Generally, the annotation burden is mitigated by labeling datasets with weaker forms of supervision, e.g. image-level labels or bounding boxes. Another option are semi-supervised settings.
In this paper, with a very simple pipeline, at low annotation budgets (reduced labeling cost), semi-supervised methods outperform by a wide margin weakly-supervised ones for both semantic and instance segmentation.

Outline

Annotation Cost
Pseudo-Labeling for Semantic/Instance Segmentation
Semantic Segmentation Results
Instance Segmentation Results
Training with Heterogeneous Annotations (W-RSIS)

1. Annotation Cost

**Average annotation cost per image when using different types of supervision.**

On MS COCO dataset:

on average 1.5 class categories are present in each image,
on average there are 2.8 objects per image, and
there is a total of 20 class categories.

Four levels of supervision are considered on COCO dataset: image-level, image-level labels + object counts, bounding boxes, and full supervision.
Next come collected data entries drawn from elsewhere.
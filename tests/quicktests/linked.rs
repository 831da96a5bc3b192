use linked_bst::error::Error;
use linked_bst::linked::Tree;

use std::collections::{BTreeMap, HashSet};

use quickcheck_macros::quickcheck;

use crate::Op;

/// Applies a set of operations to a tree and to a map counting how many copies of each item
/// should be stored. This way we can ensure that after a random smattering of adds and removes
/// we have the same multiset of items.
fn do_ops(ops: &[Op<i8>], tree: &mut Tree<i8>, counts: &mut BTreeMap<i8, usize>) {
    for op in ops {
        match op {
            Op::Add(x) => {
                tree.add(*x);
                *counts.entry(*x).or_default() += 1;
            }
            Op::Remove(x) => match counts.get_mut(x) {
                Some(count) => {
                    assert_eq!(tree.remove(x), Ok(*x));
                    *count -= 1;
                    if *count == 0 {
                        counts.remove(x);
                    }
                }
                None => assert_eq!(tree.remove(x), Err(Error::NotFound)),
            },
        }
    }
}

fn expected_items(counts: &BTreeMap<i8, usize>) -> Vec<i8> {
    counts
        .iter()
        .flat_map(|(item, count)| std::iter::repeat(*item).take(*count))
        .collect()
}

#[quickcheck]
fn fuzz_multiple_operations_i8(ops: Vec<Op<i8>>) -> bool {
    let mut tree = Tree::new();
    let mut counts = BTreeMap::new();

    do_ops(&ops, &mut tree, &mut counts);
    let expected = expected_items(&counts);

    tree.inorder().copied().collect::<Vec<_>>() == expected
        && tree.len() == expected.len()
        && tree.iter().count() == tree.len()
}

#[quickcheck]
fn inorder_is_sorted(xs: Vec<i8>) -> bool {
    let tree: Tree<_> = xs.iter().copied().collect();
    let inorder: Vec<_> = tree.inorder().collect();

    inorder.windows(2).all(|pair| pair[0] <= pair[1]) && inorder.len() == xs.len()
}

fn sorted_copy<'a>(items: impl Iterator<Item = &'a i8>) -> Vec<i8> {
    let mut items: Vec<i8> = items.copied().collect();
    items.sort();
    items
}

#[quickcheck]
fn traversals_visit_everything(xs: Vec<i8>) -> bool {
    let tree: Tree<_> = xs.iter().copied().collect();
    let sorted = sorted_copy(xs.iter());

    sorted_copy(tree.preorder()) == sorted
        && sorted_copy(tree.postorder()) == sorted
        && sorted_copy(tree.levelorder()) == sorted
}

#[quickcheck]
fn contains(xs: Vec<i8>) -> bool {
    let tree: Tree<_> = xs.iter().copied().collect();

    xs.iter().all(|x| tree.find(x) == Some(x))
}

#[quickcheck]
fn contains_not(xs: Vec<i8>, nots: Vec<i8>) -> bool {
    let tree: Tree<_> = xs.iter().copied().collect();
    let added: HashSet<_> = xs.into_iter().collect();
    let nots: HashSet<_> = nots.into_iter().collect();
    let mut nots = nots.difference(&added);

    nots.all(|x| tree.find(x).is_none())
}

#[quickcheck]
fn with_deletions(xs: Vec<i8>, deletes: Vec<i8>) -> bool {
    let mut tree: Tree<_> = xs.iter().copied().collect();
    for delete in &deletes {
        // We may have inserted the same value multiple times - delete each one.
        while tree.remove(delete).is_ok() {}
    }

    let mut still_present = xs;
    still_present.retain(|x| !deletes.contains(x));

    deletes.iter().all(|x| !tree.contains(x))
        && still_present.iter().all(|x| tree.contains(x))
        && tree.len() == still_present.len()
}

#[quickcheck]
fn range_find_matches_filter(xs: Vec<i8>, low: i8, high: i8) -> bool {
    let tree: Tree<_> = xs.iter().copied().collect();
    let mut expected: Vec<_> = xs.into_iter().filter(|x| low <= *x && *x <= high).collect();
    expected.sort();

    tree.range_find(&low, &high).into_iter().copied().collect::<Vec<_>>() == expected
}

#[quickcheck]
fn rebalance_ascending_reduces_height(n: u8) -> bool {
    let n = i32::from(n);
    let mut tree: Tree<_> = (0..n).collect();
    let height_before = tree.height();

    tree.rebalance();

    let same_items = tree.inorder().copied().eq(0..n);
    let lower = if n > 2 {
        tree.height() < height_before
    } else {
        tree.height() <= height_before
    };

    same_items && lower && tree.is_balanced()
}

#[quickcheck]
fn clone_is_equal(xs: Vec<i8>) -> bool {
    let tree: Tree<_> = xs.into_iter().collect();
    let clone = tree.clone();

    clone == tree && clone.to_string() == tree.to_string()
}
The summary is as shown above.

1.1. Image-Level (IL)

According to [3], the time to verify the presence of a class in an image is of 1 second.
Then, the cost is of t_IL = 20 classes/image × 1s/class = 20s/image.
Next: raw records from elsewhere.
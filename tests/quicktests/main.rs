//! Property tests exercising the public surface of the tree.

mod linked;

use quickcheck::{Arbitrary, Gen};

/// The "things" a quicktest can do to a tree.
#[derive(Copy, Clone, Debug)]
pub enum Op<T> {
    /// Add the item
    Add(T),
    /// Remove one copy of the item
    Remove(T),
}

impl<T> Arbitrary for Op<T>
where
    T: Arbitrary,
{
    fn arbitrary(g: &mut Gen) -> Self {
        if bool::arbitrary(g) {
            Op::Add(T::arbitrary(g))
        } else {
            Op::Remove(T::arbitrary(g))
        }
    }
}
1.2. Image-Level + Counts (IL+C)

According to [8], the counting increases the annotation time to 1.48s per class.
t_IL+C = t_IL+ 1.5 classes/image × 1.48 s/class = 22.22 s/image.

1.3. Full Supervision (Full)

Reported by [3], t_Full = 18.5 classes/image × 1s/class + 2.8mask/image × 79 s/mask = 239.7 s/image.

1.4. Bounding Boxes (BB)

Recent techniques [18] have cut the cost of annotating a bounding box to 7.0 s/box.
The cost of annotating a Pascal VOC image with bounding boxes is t_bb = 18.5 classes/image × 1s/class + 2.8 bb/image × 7 s/bb = 38.1 s/image.

2. Pseudo-Labeling for Semantic/Instance Segmentation

**Semi-supervised training pipeline consists of two networks, an annotation network trained with strong supervision, and a segmentation network trained with the union of** **pseudo-annotations** **and strong-labeled samples.**

The pipeline consists of two different networks with 3 steps as shown above:

A first fully supervised model fθ is trained with strong-labeled samples from the ground truth (X, Y)={(x1, y1), …, (xN, yN)}, being N the total number of strong samples.
The network fθ is an annotation network used to predict pseudo-labels Y′= {y′1, …, y′M} for M unlabeled samples X′={x′1, …, x′M}.
A second segmentation network gφ is trained with (X, Y) ∪ (X′, Y′), as depicted in the figure above.

3. Semantic Segmentation

fθ and gφ have the same architecture, a DeepLabv3+ framework with an Xception-65 encoder is used.

**Performance of DeepLab-v3+ for the validation and test set of Pascal VOC 2012 with different supervision setups.**

DeepLabv3+, with both the strong-labels Y and the pseudo-labels Y′ obtained with fθ, which represents a small improvement.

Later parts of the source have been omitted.